> Your instructions
Each line below needs to be duplicated without alteration.

● ● ● ●

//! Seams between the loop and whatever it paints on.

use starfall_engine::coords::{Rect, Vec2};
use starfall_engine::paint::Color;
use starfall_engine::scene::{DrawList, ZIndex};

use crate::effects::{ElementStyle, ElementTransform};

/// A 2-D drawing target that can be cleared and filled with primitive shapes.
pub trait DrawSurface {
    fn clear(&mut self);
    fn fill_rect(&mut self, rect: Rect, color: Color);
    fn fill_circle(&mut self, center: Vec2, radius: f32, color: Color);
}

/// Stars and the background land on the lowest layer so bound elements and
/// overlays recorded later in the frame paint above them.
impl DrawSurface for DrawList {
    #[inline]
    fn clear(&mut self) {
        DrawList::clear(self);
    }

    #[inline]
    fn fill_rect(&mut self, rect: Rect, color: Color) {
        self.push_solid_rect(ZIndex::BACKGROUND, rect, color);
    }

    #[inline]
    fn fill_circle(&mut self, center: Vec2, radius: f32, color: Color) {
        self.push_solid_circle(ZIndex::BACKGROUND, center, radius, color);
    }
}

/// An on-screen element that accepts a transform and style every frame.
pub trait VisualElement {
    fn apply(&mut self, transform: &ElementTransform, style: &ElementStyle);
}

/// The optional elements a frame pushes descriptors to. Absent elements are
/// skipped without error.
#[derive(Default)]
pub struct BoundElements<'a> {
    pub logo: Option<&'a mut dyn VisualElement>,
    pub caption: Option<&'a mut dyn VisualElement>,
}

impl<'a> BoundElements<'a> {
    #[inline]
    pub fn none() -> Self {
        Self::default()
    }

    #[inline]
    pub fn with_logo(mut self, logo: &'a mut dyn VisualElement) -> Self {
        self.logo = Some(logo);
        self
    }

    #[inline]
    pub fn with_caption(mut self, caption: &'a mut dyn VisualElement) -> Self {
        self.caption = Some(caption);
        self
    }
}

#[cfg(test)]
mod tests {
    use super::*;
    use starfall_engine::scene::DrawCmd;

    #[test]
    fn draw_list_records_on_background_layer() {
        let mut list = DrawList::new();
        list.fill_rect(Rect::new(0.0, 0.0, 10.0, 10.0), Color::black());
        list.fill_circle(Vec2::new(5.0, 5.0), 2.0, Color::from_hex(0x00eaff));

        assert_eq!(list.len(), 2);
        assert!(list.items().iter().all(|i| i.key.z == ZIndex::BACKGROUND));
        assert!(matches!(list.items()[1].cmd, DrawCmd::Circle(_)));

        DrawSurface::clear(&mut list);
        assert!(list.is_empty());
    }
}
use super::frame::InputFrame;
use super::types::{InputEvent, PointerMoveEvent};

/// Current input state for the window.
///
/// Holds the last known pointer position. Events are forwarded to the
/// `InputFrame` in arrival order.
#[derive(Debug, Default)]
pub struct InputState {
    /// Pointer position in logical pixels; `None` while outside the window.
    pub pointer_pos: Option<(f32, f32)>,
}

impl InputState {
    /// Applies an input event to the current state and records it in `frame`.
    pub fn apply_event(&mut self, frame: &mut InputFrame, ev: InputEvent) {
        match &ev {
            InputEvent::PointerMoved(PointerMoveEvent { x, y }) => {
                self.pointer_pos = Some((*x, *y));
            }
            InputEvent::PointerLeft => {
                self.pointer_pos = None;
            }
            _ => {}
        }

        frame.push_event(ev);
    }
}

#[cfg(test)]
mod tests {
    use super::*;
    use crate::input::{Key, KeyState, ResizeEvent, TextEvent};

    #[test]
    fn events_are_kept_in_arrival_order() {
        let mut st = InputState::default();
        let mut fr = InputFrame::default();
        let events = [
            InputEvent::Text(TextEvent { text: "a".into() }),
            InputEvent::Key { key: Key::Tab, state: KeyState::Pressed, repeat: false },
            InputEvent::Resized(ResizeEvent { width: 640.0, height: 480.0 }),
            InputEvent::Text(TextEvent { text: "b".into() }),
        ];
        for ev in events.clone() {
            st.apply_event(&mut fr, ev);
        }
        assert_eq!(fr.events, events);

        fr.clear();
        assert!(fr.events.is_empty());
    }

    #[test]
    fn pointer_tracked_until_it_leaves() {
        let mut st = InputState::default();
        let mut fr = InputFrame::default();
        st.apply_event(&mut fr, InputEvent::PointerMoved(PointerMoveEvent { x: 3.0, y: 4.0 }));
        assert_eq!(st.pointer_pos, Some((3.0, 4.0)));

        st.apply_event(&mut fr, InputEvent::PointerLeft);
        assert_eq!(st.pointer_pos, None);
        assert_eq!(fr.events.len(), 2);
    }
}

● ● ● ●

> Task output
//! Seams between the loop and whatever it paints on.

use starfall_engine::coords::{Rect, Vec2};
use starfall_engine::paint::Color;
use starfall_engine::scene::{DrawList, ZIndex};

use crate::effects::{ElementStyle, ElementTransform};

/// A 2-D drawing target that can be cleared and filled with primitive shapes.
pub trait DrawSurface {
    fn clear(&mut self);
    fn fill_rect(&mut self, rect: Rect, color: Color);
    fn fill_circle(&mut self, center: Vec2, radius: f32, color: Color);
}

/// Stars and the background land on the lowest layer so bound elements and
/// overlays recorded later in the frame paint above them.
impl DrawSurface for DrawList {
    #[inline]
    fn clear(&mut self) {
        DrawList::clear(self);
    }

    #[inline]
    fn fill_rect(&mut self, rect: Rect, color: Color) {
        self.push_solid_rect(ZIndex::BACKGROUND, rect, color);
    }

    #[inline]
    fn fill_circle(&mut self, center: Vec2, radius: f32, color: Color) {
        self.push_solid_circle(ZIndex::BACKGROUND, center, radius, color);
    }
}

/// An on-screen element that accepts a transform and style every frame.
pub trait VisualElement {
    fn apply(&mut self, transform: &ElementTransform, style: &ElementStyle);
}

/// The optional elements a frame pushes descriptors to. Absent elements are
/// skipped without error.
#[derive(Default)]
pub struct BoundElements<'a> {
    pub logo: Option<&'a mut dyn VisualElement>,
    pub caption: Option<&'a mut dyn VisualElement>,
}

impl<'a> BoundElements<'a> {
    #[inline]
    pub fn none() -> Self {
        Self::default()
    }

    #[inline]
    pub fn with_logo(mut self, logo: &'a mut dyn VisualElement) -> Self {
        self.logo = Some(logo);
        self
    }

    #[inline]
    pub fn with_caption(mut self, caption: &'a mut dyn VisualElement) -> Self {
        self.caption = Some(caption);
        self
    }
}

#[cfg(test)]
mod tests {
    use super::*;
    use starfall_engine::scene::DrawCmd;

    #[test]
    fn draw_list_records_on_background_layer() {
        let mut list = DrawList::new();
        list.fill_rect(Rect::new(0.0, 0.0, 10.0, 10.0), Color::black());
        list.fill_circle(Vec2::new(5.0, 5.0), 2.0, Color::from_hex(0x00eaff));

        assert_eq!(list.len(), 2);
        assert!(list.items().iter().all(|i| i.key.z == ZIndex::BACKGROUND));
        assert!(matches!(list.items()[1].cmd, DrawCmd::Circle(_)));

        DrawSurface::clear(&mut list);
        assert!(list.is_empty());
    }
}
use super::frame::InputFrame;
use super::types::{InputEvent, PointerMoveEvent};

/// Current input state for the window.
///
/// Holds the last known pointer position. Events are forwarded to the
/// `InputFrame` in arrival order.
#[derive(Debug, Default)]
pub struct InputState {
    /// Pointer position in logical pixels; `None` while outside the window.
    pub pointer_pos: Option<(f32, f32)>,
}

impl InputState {
    /// Applies an input event to the current state and records it in `frame`.
    pub fn apply_event(&mut self, frame: &mut InputFrame, ev: InputEvent) {
        match &ev {
            InputEvent::PointerMoved(PointerMoveEvent { x, y }) => {
                self.pointer_pos = Some((*x, *y));
            }
            InputEvent::PointerLeft => {
                self.pointer_pos = None;
            }
            _ => {}
        }

        frame.push_event(ev);
    }
}

#[cfg(test)]
mod tests {
    use super::*;
    use crate::input::{Key, KeyState, ResizeEvent, TextEvent};

    #[test]
    fn events_are_kept_in_arrival_order() {
        let mut st = InputState::default();
        let mut fr = InputFrame::default();
        let events = [
            InputEvent::Text(TextEvent { text: "a".into() }),
            InputEvent::Key { key: Key::Tab, state: KeyState::Pressed, repeat: false },
            InputEvent::Resized(ResizeEvent { width: 640.0, height: 480.0 }),
            InputEvent::Text(TextEvent { text: "b".into() }),
        ];
        for ev in events.clone() {
            st.apply_event(&mut fr, ev);
        }
        assert_eq!(fr.events, events);

        fr.clear();
        assert!(fr.events.is_empty());
    }

    #[test]
    fn pointer_tracked_until_it_leaves() {
        let mut st = InputState::default();
        let mut fr = InputFrame::default();
        st.apply_event(&mut fr, InputEvent::PointerMoved(PointerMoveEvent { x: 3.0, y: 4.0 }));
        assert_eq!(st.pointer_pos, Some((3.0, 4.0)));

        st.apply_event(&mut fr, InputEvent::PointerLeft);
        assert_eq!(st.pointer_pos, None);
        assert_eq!(fr.events.len(), 2);
    }
}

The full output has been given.